I actually decided to write this
chapter after receiving an unsolicited email from an otherwise apparently rational
American assuring me that Sinaiticus had been forged by Simonides and asking for
my help in proving it. I told him that such nonsense belonged with those credulous
conspiracy theories such as that
the moon landings of 1969 were faked, and he
replied that indeed they were. He referred me to a book, which I have now read, T
he
Forging of Codex Sinaiticus. An Illustrated Consideration of the Anomalies and the Many
Indicators of 19th-century Forgery Contained in the Manuscript by Bill Cooper. The author is
described as Adjunct Professor of Providential History and Apologetics at the
Institute for Creation Research School of Biblical Apologetics. The gist is that
Tischendorf was in a secret plot with the Vatican and the Jesuits to defraud
evangelical Protestants of the received text of their English Bible and that
Sinaiticus, together with the Codex Vaticanus and the Bodmer papyri and other
great early biblical witnesses, are all fakes, and that Simonides had been
unknowingly tricked into being an accomplice.

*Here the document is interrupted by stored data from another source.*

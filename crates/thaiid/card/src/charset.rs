//! Text decoding for card payloads
//!
//! Text on the card is TIS-620. `encoding_rs` has no TIS-620 codec of its own
//! but windows-874 is a strict superset, so every valid TIS-620 byte string
//! decodes identically.

use encoding_rs::WINDOWS_874;
use tracing::debug;

/// Decode a TIS-620 payload, falling back to lossy UTF-8 on malformed input
///
/// The result is trimmed of whitespace and NUL padding.
pub fn decode_tis620(payload: &[u8]) -> String {
    let decoded = match WINDOWS_874.decode_without_bom_handling_and_without_replacement(payload) {
        Some(text) => text.into_owned(),
        None => {
            debug!(len = payload.len(), "TIS-620 decode failed, falling back to UTF-8");
            String::from_utf8_lossy(payload).into_owned()
        }
    };

    decoded
        .trim_matches(|c: char| c.is_whitespace() || c == '\0')
        .to_string()
}

#[cfg(test)]
mod tests {
    use super::*;

    #[test]
    fn test_decode_ascii() {
        assert_eq!(decode_tis620(b"1234567890123"), "1234567890123");
        assert_eq!(decode_tis620(b"  Mr.#John##Doe   "), "Mr.#John##Doe");
    }

    #[test]
    fn test_decode_thai() {
        // "ชาย"
        assert_eq!(decode_tis620(&[0xAA, 0xD2, 0xC2]), "ชาย");
        // "นาย" padded with spaces
        assert_eq!(decode_tis620(&[0xB9, 0xD2, 0xC2, 0x20, 0x20]), "นาย");
    }

    #[test]
    fn test_decode_strips_nul_padding() {
        assert_eq!(decode_tis620(&[0x31, 0x00, 0x00]), "1");
        assert_eq!(decode_tis620(&[0x20, 0x00]), "");
    }
}
//! Remote command bridge
//!
//! Polls a controller over HTTP for commands addressed to this device,
//! delivers them on an [`mpsc`](tokio::sync::mpsc) channel, acknowledges
//! them, and pushes card data and status lines back.
//!
//! ```no_run
//! use thaiid_bridge::{Bridge, BridgeConfig};
//! use tokio::sync::mpsc;
//!
//! # async fn example() -> thaiid_bridge::Result<()> {
//! let (tx, mut rx) = mpsc::channel(16);
//! let config = BridgeConfig::new("192.168.1.139:8080", "counter-1", "secret")?;
//! let bridge = Bridge::new(config, tx)?;
//!
//! if bridge.test_connection().await {
//!     bridge.start_polling();
//! }
//! while let Some(command) = rx.recv().await {
//!     println!("{command}");
//! }
//! # Ok(())
//! # }
//! ```

mod client;
pub mod config;
mod error;
pub mod types;

pub use client::Bridge;
pub use config::BridgeConfig;
pub use error::{BridgeError, Result};
pub use types::{CardUpdate, CommandPoll, RemoteCommand};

I came down the stairs after reading
this in the British Library shaking my head in despair at human nature, and I made
for the Library’s Treasures Gallery. There on permanent display is one volume of the
Codex Sinaiticus in an area of the exhibition called ‘Sacred Texts’, appropriately
open in the Gospel of Matthew. I gazed yet again at its huge pages, ancient
undulating parchment and impeccably fourth-century script. The Codex Sinaiticus
was not - let me repeat, was absolutely not - forged by Constantine Simonides.